▶ _Work instructions_:
Go through the entries below and copy each line containing the word "practical".

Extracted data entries
____
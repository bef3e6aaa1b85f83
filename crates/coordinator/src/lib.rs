//! Orchestration for Conclave.
//!
//! The coordinator turns one chat request into a single pass through the
//! stages:
//!
//! ```text
//! ChatRequest
//!      │
//!      ▼
//! ┌──────────┐   questions?   ┌──────────────────┐
//! │  Router  │ ─────────────► │ clarification    │
//! └────┬─────┘                └──────────────────┘
//!      │ selected_agents
//!      ▼
//! [tech] [finance] [logistics]     specialist drafts, router order
//!      │
//!      ▼
//! ┌──────────┐     ┌──────────┐
//! │ QA gate  │ ──► │  Writer  │ ──► ChatResponse { answer, debug }
//! └──────────┘     └──────────┘
//! ```

pub mod config;
pub mod pipeline;
pub mod routing;

pub use config::{CoordinatorConfig, PipelineConfig};
pub use pipeline::{
    ChatRequest, ChatResponse, DebugTrace, FanOutMode, Pipeline, PipelineStage,
    clarification_answer, drafting_roles,
};
pub use routing::{Router, RouterDecision, router_user_prompt};
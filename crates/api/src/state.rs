//! Application state for the API server.

use std::sync::Arc;

use conclave_common::Result;
use conclave_coordinator::{CoordinatorConfig, FanOutMode, Pipeline};
use conclave_llm::{LlmClient, ModelTiers, build_llm_client};

/// Shared, read-only state. Nothing here changes per request.
pub struct AppState {
    pub pipeline: Arc<Pipeline>,

    /// Reported by `/health`.
    pub tiers: ModelTiers,

    pub start_time: std::time::Instant,
}

impl AppState {
    pub fn new(pipeline: Pipeline, tiers: ModelTiers) -> Self {
        Self {
            pipeline: Arc::new(pipeline),
            tiers,
            start_time: std::time::Instant::now(),
        }
    }

    /// Validate the configuration and build the Gemini-backed pipeline.
    pub fn from_config(config: &CoordinatorConfig) -> Result<Self> {
        config.validate()?;
        let llm = build_llm_client(&config.llm)?;
        Ok(Self::with_client(llm, config))
    }

    /// Build the pipeline over an already constructed client.
    pub fn with_client(llm: Arc<dyn LlmClient>, config: &CoordinatorConfig) -> Self {
        Self::new(Pipeline::from_config(llm, config), config.llm.tiers())
    }

    pub fn fan_out(&self) -> FanOutMode {
        self.pipeline.fan_out()
    }

    pub fn uptime_seconds(&self) -> u64 {
        self.start_time.elapsed().as_secs()
    }
}
use std::time::Duration;

use async_trait::async_trait;
use conclave_common::{ConclaveError, Result};
use serde::{Deserialize, Serialize};
use tracing::debug;

use crate::client::{LlmClient, LlmRequest, LlmResponse, Role, TokenUsage};

pub const DEFAULT_BASE_URL: &str = "https://generativelanguage.googleapis.com/v1beta";

#[derive(Serialize)]
#[serde(rename_all = "camelCase")]
struct GeminiRequest {
    contents: Vec<GeminiContent>,
    #[serde(skip_serializing_if = "Option::is_none")]
    system_instruction: Option<GeminiContent>,
    generation_config: GenerationConfig,
}

#[derive(Serialize, Deserialize, Debug, Clone)]
struct GeminiContent {
    #[serde(default, skip_serializing_if = "Option::is_none")]
    role: Option<String>,
    #[serde(default)]
    parts: Vec<GeminiPart>,
}

#[derive(Serialize, Deserialize, Debug, Clone)]
struct GeminiPart {
    #[serde(default)]
    text: String,
}

#[derive(Serialize)]
#[serde(rename_all = "camelCase")]
struct GenerationConfig {
    #[serde(skip_serializing_if = "Option::is_none")]
    temperature: Option<f32>,
    #[serde(skip_serializing_if = "Option::is_none")]
    max_output_tokens: Option<u32>,
}

#[derive(Deserialize)]
#[serde(rename_all = "camelCase")]
struct GeminiResponse {
    #[serde(default)]
    candidates: Vec<GeminiCandidate>,
    usage_metadata: Option<GeminiUsage>,
    model_version: Option<String>,
    prompt_feedback: Option<PromptFeedback>,
}

#[derive(Deserialize)]
#[serde(rename_all = "camelCase")]
struct GeminiCandidate {
    content: Option<GeminiContent>,
    finish_reason: Option<String>,
}

#[derive(Deserialize)]
#[serde(rename_all = "camelCase")]
struct GeminiUsage {
    #[serde(default)]
    prompt_token_count: u32,
    #[serde(default)]
    candidates_token_count: u32,
}

#[derive(Deserialize)]
#[serde(rename_all = "camelCase")]
struct PromptFeedback {
    block_reason: Option<String>,
}

/// Client for the Gemini `generateContent` REST endpoint.
pub struct GeminiClient {
    base_url: String,
    api_key: String,
    timeout: Duration,
    http_client: reqwest::Client,
}

impl GeminiClient {
    pub fn new(base_url: Option<String>, api_key: String, timeout: Duration) -> Result<Self> {
        let http_client = reqwest::Client::builder()
            .timeout(timeout)
            .build()
            .map_err(|e| ConclaveError::Config(format!("Failed to build HTTP client: {e}")))?;

        Ok(Self {
            base_url: base_url
                .unwrap_or_else(|| DEFAULT_BASE_URL.to_string())
                .trim_end_matches('/')
                .to_string(),
            api_key,
            timeout,
            http_client,
        })
    }

    fn role_to_string(role: &Role) -> &'static str {
        match role {
            Role::User => "user",
            Role::Assistant => "model",
        }
    }

    fn endpoint(&self, model: &str) -> String {
        format!("{}/models/{}:generateContent", self.base_url, model)
    }

    fn build_request_body(request: &LlmRequest) -> GeminiRequest {
        GeminiRequest {
            contents: request
                .messages
                .iter()
                .map(|msg| GeminiContent {
                    role: Some(Self::role_to_string(&msg.role).to_string()),
                    parts: vec![GeminiPart {
                        text: msg.content.clone(),
                    }],
                })
                .collect(),
            system_instruction: request.system_prompt.as_ref().map(|system| GeminiContent {
                role: None,
                parts: vec![GeminiPart {
                    text: system.clone(),
                }],
            }),
            generation_config: GenerationConfig {
                temperature: request.temperature,
                max_output_tokens: request.max_tokens,
            },
        }
    }

    fn transport_error(&self, e: reqwest::Error) -> ConclaveError {
        if e.is_timeout() {
            ConclaveError::ModelService(format!(
                "Gemini request timed out after {}ms",
                self.timeout.as_millis()
            ))
        } else {
            ConclaveError::ModelService(format!("Gemini request failed: {e}"))
        }
    }

    fn into_response(request_model: &str, response: GeminiResponse) -> Result<LlmResponse> {
        let Some(candidate) = response.candidates.into_iter().next() else {
            let reason = response
                .prompt_feedback
                .and_then(|f| f.block_reason)
                .unwrap_or_else(|| "no candidates".to_string());
            return Err(ConclaveError::ModelService(format!(
                "Gemini returned no answer: {reason}"
            )));
        };

        let content = candidate
            .content
            .map(|c| {
                c.parts
                    .into_iter()
                    .map(|p| p.text)
                    .collect::<Vec<_>>()
                    .join("")
            })
            .unwrap_or_default();

        if content.trim().is_empty() {
            let reason = candidate
                .finish_reason
                .unwrap_or_else(|| "empty candidate".to_string());
            return Err(ConclaveError::ModelService(format!(
                "Gemini returned no answer: {reason}"
            )));
        }

        Ok(LlmResponse {
            content,
            model: response
                .model_version
                .unwrap_or_else(|| request_model.to_string()),
            usage: response.usage_metadata.map(|u| TokenUsage {
                prompt_tokens: u.prompt_token_count,
                completion_tokens: u.candidates_token_count,
            }),
            finish_reason: candidate.finish_reason,
        })
    }
}

#[async_trait]
impl LlmClient for GeminiClient {
    async fn complete(&self, request: LlmRequest) -> Result<LlmResponse> {
        let body = Self::build_request_body(&request);

        debug!(
            model = %request.model,
            messages = body.contents.len(),
            "Sending Gemini request"
        );

        let response = self
            .http_client
            .post(self.endpoint(&request.model))
            .header("x-goog-api-key", &self.api_key)
            .json(&body)
            .send()
            .await
            .map_err(|e| self.transport_error(e))?;

        let status = response.status();
        if !status.is_success() {
            let retry_after = response
                .headers()
                .get(reqwest::header::RETRY_AFTER)
                .and_then(|v| v.to_str().ok())
                .map(|v| format!(", retry-after: {v}"))
                .unwrap_or_default();
            let body_text = response.text().await.unwrap_or_default();
            return Err(ConclaveError::ModelService(format!(
                "Gemini API error {status}: {body_text}{retry_after}"
            )));
        }

        let gemini_response: GeminiResponse = response.json().await.map_err(|e| {
            ConclaveError::ModelService(format!("Failed to parse Gemini response: {e}"))
        })?;

        Self::into_response(&request.model, gemini_response)
    }

    fn provider_name(&self) -> &str {
        "gemini"
    }
}
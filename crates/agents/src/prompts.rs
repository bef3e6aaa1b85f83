//! System prompts, one per role.
//!
//! Behavioral policy (no invented SAP specifics, propose verification, refuse
//! unsafe requests) lives here as data. No code path enforces it.

macro_rules! sap_safety_rules {
    () => {
        "You are an internal SAP assistant for consultants.
Rules:
- Do NOT invent SAP transaction codes, table names, customizing paths, or OSS notes.
- If unsure, say so and propose how to verify (SAP Help, system check, SPRO path search, etc.).
- Never request or output real customer secrets (passwords, tokens, personal data).
- Prefer structured, practical guidance: steps, checks, options, tradeoffs.
- If user asks for something risky (security bypass, exfiltration, etc.), refuse and suggest safe alternative.
"
    };
}

pub const SAP_SAFETY_RULES: &str = sap_safety_rules!();

pub const ROUTER_SYSTEM: &str = concat!(
    "You are a routing manager in a multi-agent system for SAP consulting.
Decide which specialist agents should answer: tech, finance, logistics, writer, qa.
Pick only what is needed.
If user message is ambiguous, ask clarifying questions (max 3).
",
    sap_safety_rules!(),
    "Return ONLY valid JSON that matches the given schema.
"
);

pub const TECH_SYSTEM: &str = concat!(
    "You are the SAP Technical specialist (ABAP, RAP/OData, UI5/Fiori, Integration, BTP, performance).
Give accurate, practical guidance. Include verification steps when uncertain.
",
    sap_safety_rules!()
);

pub const FIN_SYSTEM: &str = concat!(
    "You are the SAP Finance specialist (FI/CO).
Focus on finance processes, configuration concepts, master data, postings, typical pitfalls.
Avoid inventing exact config paths if uncertain; instead suggest how to locate it.
",
    sap_safety_rules!()
);

pub const LOG_SYSTEM: &str = concat!(
    "You are the SAP Logistics specialist (MM/SD/EWM basics).
Focus on end-to-end process guidance and typical SAP objects.
Avoid inventing exact T-codes/config paths if uncertain; suggest how to verify.
",
    sap_safety_rules!()
);

pub const WRITER_SYSTEM: &str = concat!(
    "You are a writing specialist. Your job:
- Rewrite the combined technical/process content into a consultant-friendly answer:
  short, clear, with steps and next actions.
- Keep it grounded: do not add new facts.
",
    sap_safety_rules!()
);

pub const QA_SYSTEM: &str = concat!(
    "You are QA/Compliance for a multi-agent SAP assistant.
Check for: hallucinations (invented SAP specifics), missing assumptions, unsafe advice, poor clarity.
If issues exist: list them and required fixes.
If you can, produce a safer corrected final answer.
",
    sap_safety_rules!(),
    "Return ONLY valid JSON that matches the given schema.
"
);

#[cfg(test)]
mod tests {
    use super::*;

    #[test]
    fn every_role_prompt_carries_the_safety_rules() {
        for prompt in [
            ROUTER_SYSTEM,
            TECH_SYSTEM,
            FIN_SYSTEM,
            LOG_SYSTEM,
            WRITER_SYSTEM,
            QA_SYSTEM,
        ] {
            assert!(prompt.contains(SAP_SAFETY_RULES));
        }
    }

    #[test]
    fn structured_roles_demand_json() {
        assert!(ROUTER_SYSTEM.trim_end().ends_with("matches the given schema."));
        assert!(QA_SYSTEM.trim_end().ends_with("matches the given schema."));
        assert!(!TECH_SYSTEM.contains("JSON"));
    }

    #[test]
    fn router_prompt_lists_the_roles() {
        assert!(ROUTER_SYSTEM.contains("tech, finance, logistics, writer, qa"));
        assert!(ROUTER_SYSTEM.contains("max 3"));
    }
}
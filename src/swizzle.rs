//! Z-order tile addressing for the block-compressed family.
//!
//! Storage is a sequence of 16-byte units ("tiles"), each holding one or more
//! blocks side by side. Tiles are laid out along a fixed bit-interleaved curve
//! over (tile row, tile column). Curve positions that land outside the grid
//! occupy no storage, so the n-th in-grid position is the n-th stored tile.

use std::collections::HashMap;
use std::sync::{Arc, PoisonError, RwLock};

use log::debug;
use once_cell::sync::Lazy;

use crate::texerr::{DecodeError, Result};

/// Slot value for a grid cell the curve never reached.
pub const UNASSIGNED: u32 = u32::MAX;

/// Upper bound on curve steps walked for one grid shape.
pub const MAX_CURVE_STEPS: u64 = 1 << 26;

/// Bits of `z` that feed the row coordinate: 0, 2-3, 5-8, 16-18.
/// Every other bit feeds the column.
const Y_MASK: u64 = 0x7_01ED;

/// Rows reachable by the curve; `Y_MASK` carries ten bits.
pub const MAX_TILE_ROWS: u32 = 1 << Y_MASK.count_ones();

/// Splits a curve position into (tile row, tile column).
pub fn deinterleave(z: u64) -> (u64, u64) {
    let y = (z & 0x1)
        | ((z >> 1) & 0x6)
        | ((z >> 2) & 0x78)
        | ((z >> 9) & 0x380);
    let x = ((z >> 1) & 0x1)
        | ((z >> 3) & 0x2)
        | ((z >> 7) & 0x1FC)
        | ((z >> 10) & !0x1FF);
    (y, x)
}

/// Flat map from destination tile (row-major) to stored tile index.
#[derive(Debug, Clone, PartialEq, Eq)]
pub struct SwizzleMap {
    tiles_y: u32,
    tiles_x: u32,
    slots: Vec<u32>,
    steps: u64,
}

impl SwizzleMap {
    pub fn build(tiles_y: u32, tiles_x: u32) -> Result<SwizzleMap> {
        Self::build_with_budget(tiles_y, tiles_x, MAX_CURVE_STEPS)
    }

    pub fn build_with_budget(tiles_y: u32, tiles_x: u32, max_steps: u64) -> Result<SwizzleMap> {
        let total = tiles_y as usize * tiles_x as usize;
        // each step places at most one tile
        if tiles_y > MAX_TILE_ROWS || total as u64 > max_steps {
            return Err(DecodeError::SwizzleCoverage {
                tiles_y,
                tiles_x,
                steps: 0,
                unassigned: total,
            });
        }

        let mut slots = vec![UNASSIGNED; total];
        let mut next = 0usize;
        let mut z = 0u64;
        while next < total {
            if z >= max_steps {
                return Err(DecodeError::SwizzleCoverage {
                    tiles_y,
                    tiles_x,
                    steps: z,
                    unassigned: total - next,
                });
            }
            let (y, x) = deinterleave(z);
            if y < tiles_y as u64 && x < tiles_x as u64 {
                slots[y as usize * tiles_x as usize + x as usize] = next as u32;
                next += 1;
            }
            z += 1;
        }

        Ok(SwizzleMap { tiles_y, tiles_x, slots, steps: z })
    }

    #[cfg(test)]
    pub(crate) fn from_parts(tiles_y: u32, tiles_x: u32, slots: Vec<u32>, steps: u64) -> SwizzleMap {
        SwizzleMap { tiles_y, tiles_x, slots, steps }
    }

    /// Curve positions walked to place every tile.
    pub fn steps(&self) -> u64 {
        self.steps
    }

    pub fn shape(&self) -> (u32, u32) {
        (self.tiles_y, self.tiles_x)
    }

    pub fn len(&self) -> usize {
        self.slots.len()
    }

    pub fn is_empty(&self) -> bool {
        self.slots.is_empty()
    }

    /// Stored tile index for destination tile (`ty`, `tx`).
    pub fn source_tile(&self, ty: u32, tx: u32) -> Option<u32> {
        if ty >= self.tiles_y || tx >= self.tiles_x {
            return None;
        }
        match self.slots[ty as usize * self.tiles_x as usize + tx as usize] {
            UNASSIGNED => None,
            s => Some(s),
        }
    }

    pub fn unassigned(&self) -> usize {
        self.slots.iter().filter(|&&s| s == UNASSIGNED).count()
    }

    pub fn slots(&self) -> &[u32] {
        &self.slots
    }
}

static GLOBAL_CACHE: Lazy<Arc<SwizzleCache>> = Lazy::new(|| Arc::new(SwizzleCache::new()));

/// Build-once, read-many store of swizzle maps keyed by (tiles_y, tiles_x).
#[derive(Debug, Default)]
pub struct SwizzleCache {
    maps: RwLock<HashMap<(u32, u32), Arc<SwizzleMap>>>,
}

impl SwizzleCache {
    pub fn new() -> SwizzleCache {
        SwizzleCache::default()
    }

    /// Cache shared by every decoder created with `TextureDecoder::new`.
    pub fn global() -> Arc<SwizzleCache> {
        Arc::clone(&GLOBAL_CACHE)
    }

    pub fn get_or_build(&self, tiles_y: u32, tiles_x: u32) -> Result<Arc<SwizzleMap>> {
        let key = (tiles_y, tiles_x);
        {
            let maps = self.maps.read().unwrap_or_else(PoisonError::into_inner);
            if let Some(map) = maps.get(&key) {
                return Ok(Arc::clone(map));
            }
        }

        let mut maps = self.maps.write().unwrap_or_else(PoisonError::into_inner);
        // another thread may have built it while we waited
        if let Some(map) = maps.get(&key) {
            return Ok(Arc::clone(map));
        }
        let map = Arc::new(SwizzleMap::build(tiles_y, tiles_x)?);
        debug!("built swizzle map for {tiles_y}x{tiles_x} tiles");
        maps.insert(key, Arc::clone(&map));
        Ok(map)
    }

    pub fn len(&self) -> usize {
        self.maps.read().unwrap_or_else(PoisonError::into_inner).len()
    }

    pub fn is_empty(&self) -> bool {
        self.len() == 0
    }
}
____
▶ _Answer box_:
- Prefer structured, practical guidance: steps, checks, options, tradeoffs.
Give accurate, practical guidance. Include verification steps when uncertain.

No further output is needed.